There are 1,199 new coal plants in the pipeline around the world according to a working paper by the World Resources Institute which suggests there will still be huge demand for coal in the coming decades.
While many of the UK’s coal-fired plants are shutting down over the next few years to fall in line with EU rules, hundreds are planned in growing superpowers and developing countries around the world.
The international research group estimates an extra installed capacity of 1,401,278 megawatts (MW) is on the cards. With coal-fired plants a major source of greenhouse gas emissions, the working paper warns emissions could be increasing “significantly”.
China and India account for three quarters (76%) of proposed new coal power capacity with the projects spread across 59 countries, according to the WRI.
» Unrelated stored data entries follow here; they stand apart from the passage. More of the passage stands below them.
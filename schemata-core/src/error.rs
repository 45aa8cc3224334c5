// Licensed to the Apache Software Foundation (ASF) under one
// or more contributor license agreements.  See the NOTICE file
// distributed with this work for additional information
// regarding copyright ownership.  The ASF licenses this file
// to you under the Apache License, Version 2.0 (the
// "License"); you may not use this file except in compliance
// with the License.  You may obtain a copy of the License at
//
//   http://www.apache.org/licenses/LICENSE-2.0
//
// Unless required by applicable law or agreed to in writing,
// software distributed under the License is distributed on an
// "AS IS" BASIS, WITHOUT WARRANTIES OR CONDITIONS OF ANY
// KIND, either express or implied.  See the License for the
// specific language governing permissions and limitations
// under the License.


//! Error type shared by the tokenizer, the codec engine and the keyword types.
//!
//! Error constructors sit on the error path of every scalar read, so they are
//! `#[cold]` to keep the successful decode path tight. Construct errors only
//! through the static functions below.

use std::borrow::Cow;

use serde_json::error::Category;
use thiserror::Error;

use crate::buffer::JsonKind;

/// Set SCHEMATA_PANIC_ON_ERROR=1 at compile time to panic where an error is created.
pub const PANIC_ON_ERROR: bool = option_env!("SCHEMATA_PANIC_ON_ERROR").is_some();

/// Check if SCHEMATA_PANIC_ON_ERROR environment variable is set.
#[inline(always)]
pub const fn should_panic_on_error() -> bool {
    PANIC_ON_ERROR
}

/// Error type for schema decoding and encoding.
///
/// Decoding stops at the first error; the variants map onto the failure
/// classes of the codec:
///
/// - [`Error::Syntax`] and [`Error::UnexpectedEof`]: the input is not JSON.
/// - [`Error::TypeMismatch`]: a keyword holds the wrong kind of JSON value,
///   e.g. `"maxLength": "abc"`.
/// - [`Error::Vocabulary`]: the value has the right kind but is not part of
///   the draft-07 vocabulary (unknown `type` name, invalid regular
///   expression, empty `enum`).
///
/// Unknown keywords never produce an error.
///
/// ## Debug Mode: SCHEMATA_PANIC_ON_ERROR
///
/// ```bash
/// RUST_BACKTRACE=1 SCHEMATA_PANIC_ON_ERROR=1 cargo test
/// ```
///
/// When enabled, every constructor panics with the error message so the
/// backtrace points at the exact creation site.
#[derive(Error, Debug)]
#[non_exhaustive]
pub enum Error {
    /// Malformed JSON.
    ///
    /// Do not construct this variant directly; use [`Error::syntax`] instead.
    #[error("syntax error at line {line} column {column}: {message}")]
    Syntax {
        line: usize,
        column: usize,
        message: Cow<'static, str>,
    },

    /// Input ended in the middle of a value.
    ///
    /// Do not construct this variant directly; use [`Error::unexpected_eof`] instead.
    #[error("unexpected end of input at line {line} column {column}")]
    UnexpectedEof { line: usize, column: usize },

    /// A keyword value has the wrong JSON kind.
    ///
    /// The position is that of the end of the offending value; it is 0 until
    /// the codec has located it.
    ///
    /// Do not construct this variant directly; use [`Error::type_mismatch`] instead.
    #[error("keyword `{keyword}` at line {line} column {column}: expected {expected}, found {found}")]
    TypeMismatch {
        keyword: Cow<'static, str>,
        expected: Cow<'static, str>,
        found: JsonKind,
        line: usize,
        column: usize,
    },

    /// A keyword value is outside the draft-07 vocabulary.
    ///
    /// Do not construct this variant directly; use [`Error::vocabulary`] instead.
    #[error("keyword `{keyword}`: invalid value {value:?}: {reason}")]
    Vocabulary {
        keyword: Cow<'static, str>,
        value: String,
        reason: Cow<'static, str>,
    },

    /// Maximum nesting depth exceeded.
    ///
    /// Do not construct this variant directly; use [`Error::depth_exceed`] instead.
    #[error("{0}")]
    DepthExceed(Cow<'static, str>),

    /// A value in memory cannot be represented on the wire.
    ///
    /// Do not construct this variant directly; use [`Error::encode_error`] instead.
    #[error("{0}")]
    EncodeError(Cow<'static, str>),

    /// Invalid input that is neither a syntax nor a keyword error.
    ///
    /// Do not construct this variant directly; use [`Error::invalid_data`] instead.
    #[error("{0}")]
    InvalidData(Cow<'static, str>),
}

impl Error {
    /// Creates a new [`Error::Syntax`] at the given 1-based line and column.
    ///
    /// # Example
    /// ```
    /// use schemata_core::error::Error;
    ///
    /// let err = Error::syntax(1, 3, "expected `:`");
    /// assert_eq!(err.to_string(), "syntax error at line 1 column 3: expected `:`");
    /// ```
    #[inline(always)]
    #[cold]
    #[track_caller]
    pub fn syntax<S: Into<Cow<'static, str>>>(line: usize, column: usize, message: S) -> Self {
        let err = Error::Syntax {
            line,
            column,
            message: message.into(),
        };
        if PANIC_ON_ERROR {
            panic!("SCHEMATA_PANIC_ON_ERROR: {}", err);
        }
        err
    }

    /// Creates a new [`Error::UnexpectedEof`] at the given line and column.
    #[inline(always)]
    #[cold]
    #[track_caller]
    pub fn unexpected_eof(line: usize, column: usize) -> Self {
        let err = Error::UnexpectedEof { line, column };
        if PANIC_ON_ERROR {
            panic!("SCHEMATA_PANIC_ON_ERROR: {}", err);
        }
        err
    }

    /// Creates a new [`Error::TypeMismatch`] for `keyword`.
    ///
    /// # Example
    /// ```
    /// use schemata_core::buffer::JsonKind;
    /// use schemata_core::error::Error;
    ///
    /// let err = Error::type_mismatch("maxLength", "integer", JsonKind::String);
    /// assert_eq!(err.keyword(), Some("maxLength"));
    /// ```
    #[inline(always)]
    #[cold]
    #[track_caller]
    pub fn type_mismatch<K, E>(keyword: K, expected: E, found: JsonKind) -> Self
    where
        K: Into<Cow<'static, str>>,
        E: Into<Cow<'static, str>>,
    {
        let err = Error::TypeMismatch {
            keyword: keyword.into(),
            expected: expected.into(),
            found,
            line: 0,
            column: 0,
        };
        if PANIC_ON_ERROR {
            panic!("SCHEMATA_PANIC_ON_ERROR: {}", err);
        }
        err
    }

    /// Creates a new [`Error::Vocabulary`] carrying the offending raw value.
    ///
    /// # Example
    /// ```
    /// use schemata_core::error::Error;
    ///
    /// let err = Error::vocabulary("type", "strnig", "unknown type name");
    /// ```
    #[inline(always)]
    #[cold]
    #[track_caller]
    pub fn vocabulary<K, V, R>(keyword: K, value: V, reason: R) -> Self
    where
        K: Into<Cow<'static, str>>,
        V: Into<String>,
        R: Into<Cow<'static, str>>,
    {
        let err = Error::Vocabulary {
            keyword: keyword.into(),
            value: value.into(),
            reason: reason.into(),
        };
        if PANIC_ON_ERROR {
            panic!("SCHEMATA_PANIC_ON_ERROR: {}", err);
        }
        err
    }

    /// Creates a new [`Error::DepthExceed`].
    #[inline(always)]
    #[cold]
    #[track_caller]
    pub fn depth_exceed<S: Into<Cow<'static, str>>>(s: S) -> Self {
        let err = Error::DepthExceed(s.into());
        if PANIC_ON_ERROR {
            panic!("SCHEMATA_PANIC_ON_ERROR: {}", err);
        }
        err
    }

    /// Creates a new [`Error::EncodeError`].
    #[inline(always)]
    #[cold]
    #[track_caller]
    pub fn encode_error<S: Into<Cow<'static, str>>>(s: S) -> Self {
        let err = Error::EncodeError(s.into());
        if PANIC_ON_ERROR {
            panic!("SCHEMATA_PANIC_ON_ERROR: {}", err);
        }
        err
    }

    /// Creates a new [`Error::InvalidData`].
    #[inline(always)]
    #[cold]
    #[track_caller]
    pub fn invalid_data<S: Into<Cow<'static, str>>>(s: S) -> Self {
        let err = Error::InvalidData(s.into());
        if PANIC_ON_ERROR {
            panic!("SCHEMATA_PANIC_ON_ERROR: {}", err);
        }
        err
    }

    /// Returns the keyword an error is attached to, if any.
    pub fn keyword(&self) -> Option<&str> {
        match self {
            Error::TypeMismatch { keyword, .. } | Error::Vocabulary { keyword, .. } => {
                Some(keyword.as_ref())
            }
            _ => None,
        }
    }

    /// Returns the 1-based line and column the error points at, if known.
    pub fn position(&self) -> Option<(usize, usize)> {
        match *self {
            Error::Syntax { line, column, .. }
            | Error::UnexpectedEof { line, column }
            | Error::TypeMismatch { line, column, .. }
                if line > 0 =>
            {
                Some((line, column))
            }
            _ => None,
        }
    }

    /// Fills in the position of a type mismatch that was raised before the
    /// tokenizer could report where it stood.
    pub(crate) fn at(mut self, at_line: usize, at_column: usize) -> Self {
        if let Error::TypeMismatch { line, column, .. } = &mut self {
            if *line == 0 {
                *line = at_line;
                *column = at_column;
            }
        }
        self
    }
}

impl From<serde_json::Error> for Error {
    #[cold]
    fn from(err: serde_json::Error) -> Self {
        let (line, column) = (err.line(), err.column());
        let text = err.to_string();
        let message = match text.rfind(" at line ") {
            Some(end) => text[..end].to_owned(),
            None => text,
        };
        if message == "recursion limit exceeded" {
            return Error::depth_exceed(format!(
                "nesting exceeds the tokenizer limit at line {line} column {column}"
            ));
        }
        match err.classify() {
            Category::Eof => Error::unexpected_eof(line, column),
            Category::Syntax => Error::syntax(line, column, message),
            Category::Data | Category::Io => {
                Error::invalid_data(format!("{message} at line {line} column {column}"))
            }
        }
    }
}

/// Ensures a condition is true; otherwise returns an [`enum@Error`].
///
/// # Examples
/// ```
/// use schemata_core::ensure;
/// use schemata_core::error::Error;
///
/// fn check_depth(depth: u32) -> Result<(), Error> {
///     ensure!(depth < 8, "depth {} too large", depth);
///     ensure!(depth > 0, Error::invalid_data("depth must be positive"));
///     Ok(())
/// }
/// ```
#[macro_export]
macro_rules! ensure {
    ($cond:expr, $msg:literal) => {
        if !$cond {
            return Err($crate::error::Error::invalid_data($msg));
        }
    };
    ($cond:expr, $err:expr) => {
        if !$cond {
            return Err($err);
        }
    };
    ($cond:expr, $fmt:expr, $($arg:tt)*) => {
        if !$cond {
            return Err($crate::error::Error::invalid_data(format!($fmt, $($arg)*)));
        }
    };
}

/// Returns early with an [`Error::InvalidData`].
///
/// # Examples
/// ```
/// use schemata_core::bail;
/// use schemata_core::error::Error;
///
/// fn fail_fast() -> Result<(), Error> {
///     bail!("something went wrong");
/// }
/// ```
#[macro_export]
macro_rules! bail {
    ($err:expr) => {
        return Err($crate::error::Error::invalid_data($err))
    };
    ($fmt:expr, $($arg:tt)*) => {
        return Err($crate::error::Error::invalid_data(format!($fmt, $($arg)*)))
    };
}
It seems Germany’s U-turn away from nuclear power has pushed it into the arms of coal, as along with the Indians and the Chinese its power companies are “notably” increasingly active in transnational coal-fired project development.
The “Big Five” Chinese power companies (Datang, Huaneng, Guodian, Huadian and China Power Investment) are the world’s biggest coal-fired power producers and are among the top developers of planned new coal-fired plants.
State-owned power companies play a dominant role in proposing new projects in China, Turkey, Indonesia, Vietnam, South Africa, Czech Republic and many other places.
While new coal-fired plants have been proposed in 10 developing countries, Cambodia, Dominican Republic, Guatemala, Laos, Morocco, Namibia, Oman, Senegal, Sri Lanka, and Uzbekistan, the WRI notes that currently there is limited or no capacity for domestic coal production in any of these countries.
As for existing coal power, the three largest producers are China with 36.2% of the global total, the United States (23.7%) and India (7.7%).